Mystery Science Theatre have done _The Creeping Ter_r_or -_ which is probably the most ridiculously bad film ever made,  but watching it's like scratching an itch - you know you shouldn't but you just can't help yourself


----------



## Morpheus42 (Feb 20, 2008)

Ok.. i found some new names to search for now.. 
And yes I've been watching some bad movies too.
Some just because others claim they will knock themselves out when they have to watch it again.  e.g.: _The Roller blade seven_.  And no i did not knock myself out the second time. We did discover that the movie sound could be substituted by about any music you like though 
Am curious about _The Creeping Terror_ and _Santa Claus Conquers the Martians_ now, will see if i can find them.
_Octopus 2_ and _Octopus 1_ are at home, ready to be watched.


----------



## Delvo (Feb 20, 2008)

I watched "Gigli" just because everyone said it was so horrible. I couldn't really see anything different between it and all other romantic comedies.

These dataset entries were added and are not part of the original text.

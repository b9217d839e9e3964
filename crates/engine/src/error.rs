use thiserror::Error;

pub type Result<T> = std::result::Result<T, EngineError>;

/// The five error kinds distinguished: validation, precondition,
/// not-found (surfaced as `Ok(false)`/empty, never as `Err`, so it has no
/// variant here except where `extend_expiration` explicitly raises),
/// integrity, and tenant-context absence (a warning, not an error).
#[derive(Debug, Error)]
pub enum EngineError {
    #[error("database error: {0}")]
    Database(#[from] sqlx::Error),

    #[error("{field}: {reason}")]
    Validation { field: String, reason: String },

    #[error("{operation}: {cause}")]
    Precondition { operation: String, cause: String },

    #[error("{operation}: {cause}")]
    Integrity { operation: String, cause: String },

    #[error("cache error: {0}")]
    Cache(String),
}

impl EngineError {
    pub fn validation(field: impl Into<String>, reason: impl Into<String>) -> Self {
        Self::Validation {
            field: field.into(),
            reason: reason.into(),
        }
    }

    pub fn precondition(operation: impl Into<String>, cause: impl Into<String>) -> Self {
        Self::Precondition {
            operation: operation.into(),
            cause: cause.into(),
        }
    }

    /// Reserved for invariant failures that indicate prior data corruption:
    /// hierarchy fixed-point bound exceeded, a cycle found on a read path.
    /// These should page operators, never get silently swallowed.
    pub fn integrity(operation: impl Into<String>, cause: impl Into<String>) -> Self {
        Self::Integrity {
            operation: operation.into(),
            cause: cause.into(),
        }
    }
}

impl From<rebac_models::ValidationError> for EngineError {
    fn from(err: rebac_models::ValidationError) -> Self {
        Self::Validation {
            field: "input".to_string(),
            reason: err.to_string(),
        }
    }
}

impl From<rebac_cache::CacheError> for EngineError {
    fn from(err: rebac_cache::CacheError) -> Self {
        EngineError::Cache(err.to_string())
    }
}
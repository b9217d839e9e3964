use thiserror::Error;

pub type Result<T> = std::result::Result<T, CacheError>;

#[derive(Debug, Error)]
pub enum CacheError {
    #[error("Redis connection error: {0}")]
    ConnectionError(#[from] redis::RedisError),

    #[error("Serialization error: {0}")]
    SerializationError(#[from] serde_json::Error),

    #[error("Cache key not found: {0}")]
    NotFound(String),

    #[error("Cache error: {0}")]
    Other(String),
}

But when I did the same thing for the same reason with "Zardoz", I found that it really earned its reputation and much much more...


----------



## Nesacat (Feb 20, 2008)

Zardoz was awful. I just had to watch it. And yes I watched it because everyone said it was horrible. Was certainly not let down there. What was Connery thinking off and that strange red bikini-like outfit.


----------



## iansales (Feb 20, 2008)

Some bad films that should watched at least once...
*The Humanoid
StarCrash
Bad Channels
Hundra
Galaxina
Cosmos: War of the Planets
Nick Fury, Agent of S.H.I.E.L.D.*


----------



## roddglenn (Feb 20, 2008)

Perverella was one I watched just to see how bad it was.  It was so bad it was good!


----------



## littlemissattitude (Feb 21, 2008)

andrew.v.spencer said:


> Roadhouse with Patrick Swayze. A philosopher bouncer (cooler). He's known across the country but he has his dark past. Gloriously awful.


 
Hey! I like that movie. Yeah, it's silly. But I like it. Of course, it helps that a lot of it was filmed in my area and it's fun to play spot the local landmark. 

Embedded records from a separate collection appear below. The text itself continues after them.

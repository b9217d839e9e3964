use crate::handlers;
use crate::AppState;
use axum::{
    routing::{delete, get, post},
    Router,
};
use std::sync::Arc;

pub fn create_router(state: Arc<AppState>) -> Router {
    Router::new()
        .route("/health", get(handlers::health::health_check))
        .route("/v1/tuples", post(handlers::tuples::write_tuple))
        .route("/v1/tuples", delete(handlers::tuples::delete_tuple))
        .route("/v1/tuples/bulk", post(handlers::tuples::bulk_write))
        .route("/v1/tuples/by-resource/:resource_type/:resource_id", get(handlers::tuples::tuples_for_resource))
        .route("/v1/tuples/by-subject/:subject_type/:subject_id", get(handlers::tuples::tuples_for_subject))
        .route("/v1/hierarchy", post(handlers::hierarchy::add_hierarchy))
        .route("/v1/hierarchy", delete(handlers::hierarchy::remove_hierarchy))
        .route("/v1/hierarchy/:resource_type", delete(handlers::hierarchy::clear_hierarchy))
        .route("/v1/check", post(handlers::check::check))
        .route("/v1/check/any", post(handlers::check::check_any))
        .route("/v1/check/all", post(handlers::check::check_all))
        .route("/v1/resources", post(handlers::check::list_resources))
        .route("/v1/users", post(handlers::check::list_users))
        .route("/v1/filter-authorized", post(handlers::check::filter_authorized))
        .route("/v1/explain", post(handlers::check::explain))
        .route("/v1/explain/text", post(handlers::check::explain_text))
        .route("/v1/expiration", post(handlers::expiration::set_expiration))
        .route("/v1/expiration/clear", post(handlers::expiration::clear_expiration))
        .route("/v1/expiration/extend", post(handlers::expiration::extend_expiration))
        .route("/v1/expiration/expiring", get(handlers::expiration::list_expiring))
        .route("/v1/expiration/cleanup", post(handlers::expiration::cleanup_expired))
        .route("/v1/maintenance/stats", get(handlers::maintenance::get_stats))
        .route("/v1/maintenance/integrity", get(handlers::maintenance::verify_integrity))
        .route("/v1/maintenance/audit-partitions", post(handlers::maintenance::ensure_audit_partitions))
        .route("/v1/maintenance/audit-partitions/drop", post(handlers::maintenance::drop_audit_partitions))
        .route("/v1/maintenance/audit-partitions/create", post(handlers::maintenance::create_audit_partition))
        .route("/v1/maintenance/cleanup", post(handlers::maintenance::cleanup_expired))
        .with_state(state)
}
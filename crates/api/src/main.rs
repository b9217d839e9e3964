// ReBAC engine API server
// Thin axum HTTP surface over the rebac-engine permission graph.

mod config;
mod handlers;
mod routes;

use config::Config;
use dotenvy::dotenv;
use std::sync::Arc;
use tower_http::{
    cors::{Any, CorsLayer},
    trace::TraceLayer,
};

pub struct AppState {
    pub tuple_store: rebac_engine::TupleStore,
    pub hierarchy_store: rebac_engine::HierarchyStore,
    pub evaluator: rebac_engine::Evaluator,
    pub expiration_manager: rebac_engine::ExpirationManager,
    pub maintenance: rebac_engine::Maintenance,
    pub audit_sink: rebac_engine::AuditSink,
}

#[tokio::main]
async fn main() -> Result<(), Box<dyn std::error::Error>> {
    dotenv().ok();

    tracing_subscriber::fmt()
        .with_env_filter(
            std::env::var("RUST_LOG").unwrap_or_else(|_| "info,rebac_api=debug,tower_http=debug".to_string()),
        )
        .init();

    tracing::info!("🚀 Starting ReBAC API Server");
    tracing::info!("📦 Version: {}", env!("CARGO_PKG_VERSION"));

    let config = Config::from_env();
    tracing::info!("🔌 Server: {}:{}", config.server_host, config.server_port);

    tracing::info!("🗄️  Connecting to database...");
    let database = rebac_database::Database::new(config.database.clone())
        .await
        .expect("Failed to connect to database");
    database.ping().await.expect("Database ping failed");
    tracing::info!("✅ Database connected");

    let cache = if config.cache_enabled {
        tracing::info!("⚡ Connecting to Redis...");
        let cache = rebac_cache::Cache::new(config.cache.clone()).await.expect("Failed to connect to Redis");
        cache.ping().await.expect("Redis ping failed");
        tracing::info!("✅ Redis connected, check results will be cached");
        Some(cache)
    } else {
        tracing::info!("⚡ Check cache disabled (CHECK_CACHE_ENABLED unset)");
        None
    };

    let audit_sink = rebac_engine::AuditSink::new(database.pool().clone());
    match audit_sink.ensure_partitions(rebac_engine::DEFAULT_PARTITIONS_AHEAD).await {
        Ok(created) if !created.is_empty() => tracing::info!(?created, "audit partitions created"),
        Ok(_) => {}
        Err(err) => tracing::warn!(%err, "failed to ensure audit partitions at startup"),
    }

    let tuple_store = rebac_engine::TupleStore::new(database.pool().clone(), audit_sink.clone());
    let hierarchy_store = rebac_engine::HierarchyStore::new(database.pool().clone(), audit_sink.clone());
    let evaluator = match cache {
        Some(cache) => rebac_engine::Evaluator::with_cache(database.pool().clone(), cache),
        None => rebac_engine::Evaluator::new(database.pool().clone()),
    };
    let expiration_manager = rebac_engine::ExpirationManager::new(database.pool().clone());
    let maintenance = rebac_engine::Maintenance::new(database.pool().clone());
    tracing::info!("🛡️  Engine wired: tuple store, hierarchy store, evaluator, expiration manager, maintenance");

    let state = Arc::new(AppState {
        tuple_store,
        hierarchy_store,
        evaluator,
        expiration_manager,
        maintenance,
        audit_sink,
    });

    let app = routes::create_router(state)
        .layer(CorsLayer::new().allow_origin(Any).allow_methods(Any).allow_headers(Any))
        .layer(TraceLayer::new_for_http());

    tracing::info!("📡 Routes configured:");
    tracing::info!("   GET  /health");
    tracing::info!("   POST /v1/tuples");
    tracing::info!("   POST /v1/check");
    tracing::info!("   POST /v1/resources");
    tracing::info!("   POST /v1/users");
    tracing::info!("   GET  /v1/maintenance/stats");

    let addr = format!("{}:{}", config.server_host, config.server_port);
    let listener = tokio::net::TcpListener::bind(&addr).await.expect("Failed to bind to address");

    tracing::info!("✅ Server ready at http://{}", addr);
    axum::serve(listener, app).await.expect("Server error");

    Ok(())
}
//! The evaluator: `check`, `check_any`, `check_all`, `list_resources`,
//! `list_users`, `filter_authorized`, `explain` (§4.7). A lazy evaluator —
//! every call walks live tuples, nothing is materialized.

use std::collections::{HashMap, HashSet};

use chrono::Utc;
use rebac_cache::{check_cache_key, namespace_invalidation_pattern, Cache};
use sqlx::PgPool;

use crate::error::Result;
use crate::graph::MAX_DEPTH;

const MAX_HIERARCHY_ITERATIONS: usize = 100;
const DEFAULT_PAGE_SIZE: i64 = 100;
const MAX_PAGE_SIZE: i64 = 1000;
const CHECK_CACHE_TTL_SECONDS: usize = 30;

type Endpoint = (String, String);

#[derive(Debug, Clone, PartialEq, Eq, serde::Serialize)]
pub struct ResourceRow {
    pub resource_type: String,
    pub resource_id: String,
}

#[derive(Debug, Clone, PartialEq, Eq, serde::Serialize)]
pub struct SubjectRow {
    pub subject_type: String,
    pub subject_id: String,
}

#[derive(Debug, Clone, PartialEq, Eq, serde::Serialize)]
pub enum PathKind {
    Direct,
    Group,
    Hierarchy,
    Resource,
}

#[derive(Debug, Clone, serde::Serialize)]
pub struct ExplainPath {
    pub kind: PathKind,
    /// The relation directly granted to `via_subject_type`/`via_subject_id`
    /// that this path's traversal starts from.
    pub via_relation: String,
    pub via_subject_type: Option<String>,
    pub via_subject_id: Option<String>,
    pub via_membership: Option<String>,
    pub chain: Vec<String>,
}

#[derive(Clone)]
pub struct Evaluator {
    pool: PgPool,
    cache: Option<Cache>,
}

EDITED TO ADD: And, yes, Zardoz was awful.  More than just awful, as a matter of fact.


----------



## Pyan (Feb 21, 2008)

I've always wondered what on earth* Michael Caine *was thinking of when he agreed to do _The Swarm_....

_"Attention, a swarm of killer bees is coming this way!"_


----------



## clovis-man (Feb 21, 2008)

RVM45 said:


> .....Did any of y'all ever watch "Mystery Science Theater 3000"? Bad movies were it's _RAISON' De ETRE'_? (Not 100% on the spelling on that one.)


 
One of the ones they did was *Robot Monster *from 1953. But it is so absolutely silly, that it's fun to watch even without the silhouettes in the lower left of the screen and the wisecreacks. Here's a link to a publicity still from the movie, but it actually makes it look too good. It wasn't in color either.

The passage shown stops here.